Colony stimulating factor-1 (CSF-1) stimulates DNA synthesis in murine bone marrow-derived macrophages (BMM); however, unlike BMM, murine resident peritoneal macrophages (RPM) undergo a poor proliferative response. It has previously been shown that phosphatidylinositol-4,5-bisphosphate hydrolysis is not associated with CSF-1 action in BMM. In this report we demonstrate that, despite a lack of inositol trisphosphate generation, CSF-1 transiently elevated both [H-3]myristoyl- and [H-3]arachidonyl-diacylglycerol (DAG) in BMM in dose-dependent fashion. CSF-1 failed, however, to stimulate an increase in either species of DAG in RPM. Thus, DAG could be a second messenger for the proliferative action of CSF-1 in macrophages.

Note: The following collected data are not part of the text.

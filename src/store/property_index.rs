use parking_lot::RwLock;
use rustc_hash::FxHashMap;
use smallvec::SmallVec;

use crate::error::{Result, StoreError};
use crate::ids::{IdGenerator, IdType};
use crate::records::{DynamicKind, DynamicRecord, KeyId, PropertyIndexRecord};

use super::dynamic::DynamicStore;

/// A materialized property-key definition.
#[derive(Debug, Clone, PartialEq, Eq)]
pub struct PropertyIndexData {
    pub key_id: KeyId,
    pub name: String,
}

/// Store of property-key name definitions and their name-block chains.
#[derive(Debug)]
pub struct PropertyIndexStore {
    inner: RwLock<Inner>,
    names: DynamicStore,
}

#[derive(Debug)]
struct Inner {
    records: FxHashMap<KeyId, PropertyIndexRecord>,
    ids: IdGenerator,
}

impl PropertyIndexStore {
    pub fn new() -> Self {
        Self {
            inner: RwLock::new(Inner {
                records: FxHashMap::default(),
                ids: IdGenerator::new(IdType::PropertyIndex),
            }),
            names: DynamicStore::new(DynamicKind::KeyName),
        }
    }

    pub fn allocate_id(&self) -> Result<KeyId> {
        Ok(self.inner.write().ids.allocate()? as KeyId)
    }

    pub fn free_id(&self, id: KeyId) {
        self.inner.write().ids.free(id as u64);
    }

    pub fn free_block_id(&self, id: u64) {
        self.names.free_id(id);
    }

    /// Allocates the name-block chain for `name`, stored as UTF-16 units.
    pub fn allocate_name_records(&self, name: &str) -> Result<SmallVec<[DynamicRecord; 2]>> {
        let chars: Vec<u16> = name.encode_utf16().collect();
        self.names.allocate_chars(&chars)
    }

    /// Reads a record light: the name chain is not materialized.
    pub fn get_record(&self, id: KeyId) -> Result<PropertyIndexRecord> {
        let inner = self.inner.read();
        let record = inner
            .records
            .get(&id)
            .ok_or_else(|| StoreError::InvalidRecord(format!("property index {id} not in use")))?;
        let mut light = record.clone();
        light.name_records.clear();
        Ok(light)
    }

    pub fn is_light(record: &PropertyIndexRecord) -> bool {
        record.name_records.is_empty()
    }

    pub fn make_heavy(&self, record: &mut PropertyIndexRecord) -> Result<()> {
        if Self::is_light(record) {
            record.name_records = self.names.read_chain(record.name_block)?.to_vec();
        }
        Ok(())
    }

    /// Decodes the key name text. The record must be heavy.
    pub fn name_of(&self, record: &PropertyIndexRecord) -> Result<String> {
        if Self::is_light(record) {
            return Err(StoreError::IllegalState(format!(
                "property index {} name read while light",
                record.id
            )));
        }
        let mut chars = Vec::new();
        for block in &record.name_records {
            chars.extend_from_slice(block.chars()?);
        }
        String::from_utf16(&chars).map_err(|_| {
            StoreError::Corruption(format!(
                "property index {} holds invalid name text",
                record.id
            ))
        })
    }

    pub fn get_index_data(&self, id: KeyId) -> Result<PropertyIndexData> {
        let mut record = self.get_record(id)?;
        self.make_heavy(&mut record)?;
        let name = self.name_of(&record)?;
        Ok(PropertyIndexData { key_id: id, name })
    }

    /// The first `count` definitions, ordered by key id.
    pub fn get_property_indexes(&self, count: usize) -> Result<Vec<PropertyIndexData>> {
        let mut ids: Vec<KeyId> = self.inner.read().records.keys().copied().collect();
        ids.sort_unstable();
        ids.truncate(count);
        ids.into_iter().map(|id| self.get_index_data(id)).collect()
    }

    /// Command-apply primitive.
    pub fn update_record(&self, record: &PropertyIndexRecord) -> Result<()> {
        for block in &record.name_records {
            self.names.write_record(block)?;
        }
        let mut inner = self.inner.write();
        if record.header.in_use {
            let mut stored = record.clone();
            stored.header.created = false;
            stored.header.changed = false;
            stored.name_records.clear();
            inner.records.insert(record.id, stored);
        } else {
            inner.records.remove(&record.id);
            inner.ids.free(record.id as u64);
        }
        Ok(())
    }

    pub fn in_use_ids(&self) -> Vec<u64> {
        self.inner
            .read()
            .records
            .keys()
            .map(|id| *id as u64)
            .collect()
    }

    pub fn resync_ids(&self) {
        let mut inner = self.inner.write();
        let ids: Vec<u64> = inner.records.keys().map(|id| *id as u64).collect();
        inner.ids.resync(ids);
        drop(inner);
        self.names.resync_ids();
    }
}

impl Default for PropertyIndexStore {
    fn default() -> Self {
        Self::new()
    }
}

Other mitogenic agents, 12-0-tetradecanoyl phorbol 13-acetate (TPA) and exogenous phospholipase C, also increased BMM levels of [3-H]myristoyl- and H-3]arachidonyl-DAG. The nonmitogenic agents, lipopolysaccharide (LPS), tumor necrosis factor-alpha (TNF-alpha) and zymosan, had different effects on the generation of either species of DAG in BMM. LPS failed to elevate either form, TNF-alpha increased only [H-3]arachidonyl-DAG, while zymosan stimulated levels of both species of DAG. It therefore appears that increased diacylglycerol generation may be necessary, but perhaps not sufficient, for macrophage proliferation.